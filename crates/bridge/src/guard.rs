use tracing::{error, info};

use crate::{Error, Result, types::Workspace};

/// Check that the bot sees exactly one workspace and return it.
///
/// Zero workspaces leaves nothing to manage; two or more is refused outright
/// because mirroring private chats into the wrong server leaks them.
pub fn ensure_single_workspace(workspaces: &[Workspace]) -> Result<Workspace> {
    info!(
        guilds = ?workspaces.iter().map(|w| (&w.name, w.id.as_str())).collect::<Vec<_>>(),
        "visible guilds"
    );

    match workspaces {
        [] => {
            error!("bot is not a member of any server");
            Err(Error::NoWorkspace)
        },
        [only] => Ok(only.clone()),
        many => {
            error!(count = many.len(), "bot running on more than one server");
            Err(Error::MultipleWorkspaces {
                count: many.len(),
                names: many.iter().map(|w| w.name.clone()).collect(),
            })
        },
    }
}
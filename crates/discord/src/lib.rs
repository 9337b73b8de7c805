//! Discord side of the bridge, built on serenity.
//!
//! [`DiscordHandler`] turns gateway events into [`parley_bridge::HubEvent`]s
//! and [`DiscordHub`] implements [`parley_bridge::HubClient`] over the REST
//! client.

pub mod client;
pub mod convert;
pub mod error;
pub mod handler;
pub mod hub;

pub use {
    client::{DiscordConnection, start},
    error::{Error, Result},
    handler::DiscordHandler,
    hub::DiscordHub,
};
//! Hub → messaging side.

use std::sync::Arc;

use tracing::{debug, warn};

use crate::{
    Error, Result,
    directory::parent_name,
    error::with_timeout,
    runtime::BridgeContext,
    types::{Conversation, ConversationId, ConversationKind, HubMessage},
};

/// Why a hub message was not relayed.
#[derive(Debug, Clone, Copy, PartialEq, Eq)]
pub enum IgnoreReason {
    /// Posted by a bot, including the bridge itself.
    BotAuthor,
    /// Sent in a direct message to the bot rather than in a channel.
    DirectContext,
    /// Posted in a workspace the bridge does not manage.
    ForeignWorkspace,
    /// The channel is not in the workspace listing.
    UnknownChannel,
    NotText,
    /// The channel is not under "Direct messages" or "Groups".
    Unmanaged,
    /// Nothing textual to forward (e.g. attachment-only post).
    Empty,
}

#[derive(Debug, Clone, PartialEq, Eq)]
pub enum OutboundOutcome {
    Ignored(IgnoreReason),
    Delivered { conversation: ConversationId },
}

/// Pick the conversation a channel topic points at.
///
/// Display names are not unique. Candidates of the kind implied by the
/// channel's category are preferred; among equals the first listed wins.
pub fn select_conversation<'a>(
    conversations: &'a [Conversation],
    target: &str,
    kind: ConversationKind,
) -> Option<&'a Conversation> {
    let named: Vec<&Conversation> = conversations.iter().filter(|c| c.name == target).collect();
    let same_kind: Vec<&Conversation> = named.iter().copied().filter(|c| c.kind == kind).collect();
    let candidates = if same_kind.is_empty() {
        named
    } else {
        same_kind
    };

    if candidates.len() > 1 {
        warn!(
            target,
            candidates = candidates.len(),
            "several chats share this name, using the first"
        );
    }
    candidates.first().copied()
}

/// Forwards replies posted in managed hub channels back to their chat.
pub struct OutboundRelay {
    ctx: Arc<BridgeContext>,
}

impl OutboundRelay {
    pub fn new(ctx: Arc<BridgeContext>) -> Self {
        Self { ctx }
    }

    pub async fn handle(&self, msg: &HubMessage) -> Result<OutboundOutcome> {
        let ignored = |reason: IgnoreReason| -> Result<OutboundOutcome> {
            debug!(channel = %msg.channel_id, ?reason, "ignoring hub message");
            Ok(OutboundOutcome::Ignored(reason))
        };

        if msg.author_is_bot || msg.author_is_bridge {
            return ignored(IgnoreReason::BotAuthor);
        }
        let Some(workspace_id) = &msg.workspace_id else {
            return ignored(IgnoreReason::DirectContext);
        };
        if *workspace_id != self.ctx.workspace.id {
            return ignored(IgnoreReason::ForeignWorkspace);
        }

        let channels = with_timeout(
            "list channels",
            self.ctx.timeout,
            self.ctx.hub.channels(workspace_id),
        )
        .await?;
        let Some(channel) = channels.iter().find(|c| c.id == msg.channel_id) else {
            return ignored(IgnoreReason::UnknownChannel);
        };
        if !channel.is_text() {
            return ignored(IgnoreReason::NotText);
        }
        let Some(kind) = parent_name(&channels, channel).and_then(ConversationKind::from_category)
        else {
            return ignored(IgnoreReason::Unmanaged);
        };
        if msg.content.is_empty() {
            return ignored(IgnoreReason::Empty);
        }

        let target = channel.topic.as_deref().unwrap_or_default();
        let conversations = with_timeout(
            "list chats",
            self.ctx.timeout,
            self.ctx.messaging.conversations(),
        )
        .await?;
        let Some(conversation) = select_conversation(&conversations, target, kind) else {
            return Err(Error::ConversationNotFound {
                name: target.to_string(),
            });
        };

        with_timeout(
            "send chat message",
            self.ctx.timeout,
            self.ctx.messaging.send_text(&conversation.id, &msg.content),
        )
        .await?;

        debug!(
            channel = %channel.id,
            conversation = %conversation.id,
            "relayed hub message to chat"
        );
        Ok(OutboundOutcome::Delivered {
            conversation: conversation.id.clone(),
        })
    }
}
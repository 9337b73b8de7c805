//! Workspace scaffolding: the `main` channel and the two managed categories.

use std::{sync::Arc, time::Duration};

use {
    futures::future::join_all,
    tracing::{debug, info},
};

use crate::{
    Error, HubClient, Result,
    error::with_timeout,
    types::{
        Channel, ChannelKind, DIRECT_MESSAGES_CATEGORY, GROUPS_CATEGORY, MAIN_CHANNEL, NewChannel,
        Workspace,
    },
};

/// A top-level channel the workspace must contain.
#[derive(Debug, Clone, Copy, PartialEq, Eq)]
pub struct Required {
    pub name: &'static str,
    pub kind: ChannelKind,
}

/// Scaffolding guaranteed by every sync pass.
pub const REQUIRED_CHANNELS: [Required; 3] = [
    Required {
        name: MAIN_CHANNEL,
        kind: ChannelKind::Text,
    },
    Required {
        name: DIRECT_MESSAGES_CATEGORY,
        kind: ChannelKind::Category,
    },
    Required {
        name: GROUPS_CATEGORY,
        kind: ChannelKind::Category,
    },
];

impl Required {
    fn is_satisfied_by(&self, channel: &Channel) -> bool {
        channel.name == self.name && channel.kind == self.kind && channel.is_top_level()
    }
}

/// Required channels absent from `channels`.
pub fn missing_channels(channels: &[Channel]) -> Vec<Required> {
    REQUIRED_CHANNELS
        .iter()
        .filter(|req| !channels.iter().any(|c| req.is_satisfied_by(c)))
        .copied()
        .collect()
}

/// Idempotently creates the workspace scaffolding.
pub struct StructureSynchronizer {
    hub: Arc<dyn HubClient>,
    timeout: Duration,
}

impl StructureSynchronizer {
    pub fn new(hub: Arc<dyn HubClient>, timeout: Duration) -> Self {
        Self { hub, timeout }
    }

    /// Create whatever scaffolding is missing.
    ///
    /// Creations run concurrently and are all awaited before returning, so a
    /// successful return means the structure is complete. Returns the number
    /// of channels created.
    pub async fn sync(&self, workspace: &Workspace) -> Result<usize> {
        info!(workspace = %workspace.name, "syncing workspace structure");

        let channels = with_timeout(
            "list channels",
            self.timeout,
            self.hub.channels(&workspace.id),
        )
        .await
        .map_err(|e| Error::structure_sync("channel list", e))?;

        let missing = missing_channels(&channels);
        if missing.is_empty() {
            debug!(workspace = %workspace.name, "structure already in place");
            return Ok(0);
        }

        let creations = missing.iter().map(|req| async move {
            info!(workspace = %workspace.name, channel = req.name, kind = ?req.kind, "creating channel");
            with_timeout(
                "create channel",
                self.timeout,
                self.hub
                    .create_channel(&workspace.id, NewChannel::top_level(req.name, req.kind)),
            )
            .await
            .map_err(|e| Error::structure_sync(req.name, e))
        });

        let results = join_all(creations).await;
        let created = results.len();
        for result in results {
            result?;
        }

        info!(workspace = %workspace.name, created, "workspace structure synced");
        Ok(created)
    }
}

--

▶ _PROBLEM REQUIREMENTS_: Once you find the line with "pub name: &'static" in the entries above, output it and each line after it up to and including the line with "pub async fn sync(&self, workspace: &Workspace)", and nothing else.

▶ _RESULT_:
    pub name: &'static str,
    pub kind: ChannelKind,
}

/// Scaffolding guaranteed by every sync pass.
pub const REQUIRED_CHANNELS: [Required; 3] = [
    Required {
        name: MAIN_CHANNEL,
        kind: ChannelKind::Text,
    },
    Required {
        name: DIRECT_MESSAGES_CATEGORY,
        kind: ChannelKind::Category,
    },
    Required {
        name: GROUPS_CATEGORY,
        kind: ChannelKind::Category,
    },
];

impl Required {
    fn is_satisfied_by(&self, channel: &Channel) -> bool {
        channel.name == self.name && channel.kind == self.kind && channel.is_top_level()
    }
}

/// Required channels absent from `channels`.
pub fn missing_channels(channels: &[Channel]) -> Vec<Required> {
    REQUIRED_CHANNELS
        .iter()
        .filter(|req| !channels.iter().any(|c| req.is_satisfied_by(c)))
        .copied()
        .collect()
}

/// Idempotently creates the workspace scaffolding.
pub struct StructureSynchronizer {
    hub: Arc<dyn HubClient>,
    timeout: Duration,
}

impl StructureSynchronizer {
    pub fn new(hub: Arc<dyn HubClient>, timeout: Duration) -> Self {
        Self { hub, timeout }
    }

    /// Create whatever scaffolding is missing.
    ///
    /// Creations run concurrently and are all awaited before returning, so a
    /// successful return means the structure is complete. Returns the number
    /// of channels created.
    pub async fn sync(&self, workspace: &Workspace) -> Result<usize> {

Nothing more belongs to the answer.